About this task. When a line in the listing below contains the word "crates", return a copy of that line.
• • • •
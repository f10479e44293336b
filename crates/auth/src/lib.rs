//! `devplan-auth` — pure authentication/authorization boundary.
//!
//! Role/permission model, access-token claims and the HMAC token service.
//! Intentionally decoupled from HTTP and storage: transports hand raw tokens
//! in, fully-resolved principals come out.

pub mod authorize;
pub mod claims;
pub mod password;
pub mod permissions;
pub mod principal;
pub mod roles;
pub mod token;

pub use authorize::{authorize, AuthzError};
pub use claims::{validate_window, AccessClaims, TokenValidationError};
pub use password::{Argon2Hasher, PasswordHasher};
pub use permissions::Permission;
pub use principal::Principal;
pub use roles::{RoleKind, UserRole};
pub use token::{HmacTokenService, TokenError, TokenService};
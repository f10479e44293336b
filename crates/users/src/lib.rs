//! Users domain module (event-sourced).
//!
//! User identity and lifecycle: registration, email verification, approval,
//! blocking, role assignment and team/project membership. Deterministic domain
//! logic only (no IO, no HTTP, no storage).

pub mod identity;
pub mod user;

pub use identity::{Email, Username};
pub use user::{
    ApproveUser, AssignRole, BlockUser, DeactivateUser, EmailVerified, JoinProject, JoinTeam,
    LeaveProject, LeaveTeam, ProjectJoined, ProjectLeft, ProjectMembership, ReactivateUser,
    RegisterUser, RoleAssigned, TeamJoined, TeamLeft, TeamMembership, UnblockUser, User,
    UserApproved, UserBlocked, UserCommand, UserDeactivated, UserEvent, UserReactivated,
    UserRegistered, UserStatus, UserUnblocked, VerifyEmail,
};
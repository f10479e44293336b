//! Event publishing/subscription abstraction (mechanics only).
//!
//! The bus distributes committed events to consumers (notification handlers,
//! read models, audit sinks). It is transport-agnostic and deliberately makes
//! weak promises: at-least-once delivery, no persistence. Events are stored
//! first, then published; consumers must be idempotent.

use std::sync::mpsc::Receiver;
use std::sync::Arc;
use std::time::Duration;

/// A subscription to an event stream.
///
/// Each subscription receives a copy of every message published after it was
/// created (broadcast semantics). Designed for single-threaded consumption.
#[derive(Debug)]
pub struct Subscription<M> {
    receiver: Receiver<M>,
}

impl<M> Subscription<M> {
    pub fn new(receiver: Receiver<M>) -> Self {
        Self { receiver }
    }

    /// Block until the next message is available.
    pub fn recv(&self) -> Result<M, std::sync::mpsc::RecvError> {
        self.receiver.recv()
    }

    /// Try to receive a message without blocking.
    pub fn try_recv(&self) -> Result<M, std::sync::mpsc::TryRecvError> {
        self.receiver.try_recv()
    }

    /// Block for up to `timeout` waiting for a message.
    pub fn recv_timeout(&self, timeout: Duration) -> Result<M, std::sync::mpsc::RecvTimeoutError> {
        self.receiver.recv_timeout(timeout)
    }
}

/// Domain-agnostic event bus (pub/sub).
///
/// `publish()` can fail (bus full, transport error); since events are already
/// persisted by the time they reach the bus, retrying publication is safe.
pub trait EventBus<M>: Send + Sync {
    type Error: core::fmt::Debug + Send + Sync + 'static;

    fn publish(&self, message: M) -> Result<(), Self::Error>;

    fn subscribe(&self) -> Subscription<M>;
}

impl<M, B> EventBus<M> for Arc<B>
where
    B: EventBus<M> + ?Sized,
{
    type Error = B::Error;

    fn publish(&self, message: M) -> Result<(), Self::Error> {
        (**self).publish(message)
    }

    fn subscribe(&self) -> Subscription<M> {
        (**self).subscribe()
    }
}
//! Tasks domain module (event-sourced).
//!
//! Work-item lifecycle with explicit transition guards and clamped hour
//! tracking. Deterministic domain logic only (no IO, no HTTP, no storage).

pub mod hours;
pub mod task;

pub use hours::{ActualHours, EstimatedHours, MAX_HOURS};
pub use task::{
    ArchiveTask, AssignTask, CancelTask, CompleteTask, CreateTask, EstimateRevised, HoursLogged,
    LogHours, ReopenTask, ReviseEstimate, StartTask, SubmitForReview, Task, TaskArchived,
    TaskAssigned, TaskCancelled, TaskCommand, TaskCompleted, TaskCreated, TaskEvent, TaskId,
    TaskReopened, TaskStarted, TaskStatus, TaskSubmittedForReview, TaskUnassigned, UnassignTask,
};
• • • •
Response to this exercise.
filename crates/auth/src/lib.rs
filename crates/users/src/lib.rs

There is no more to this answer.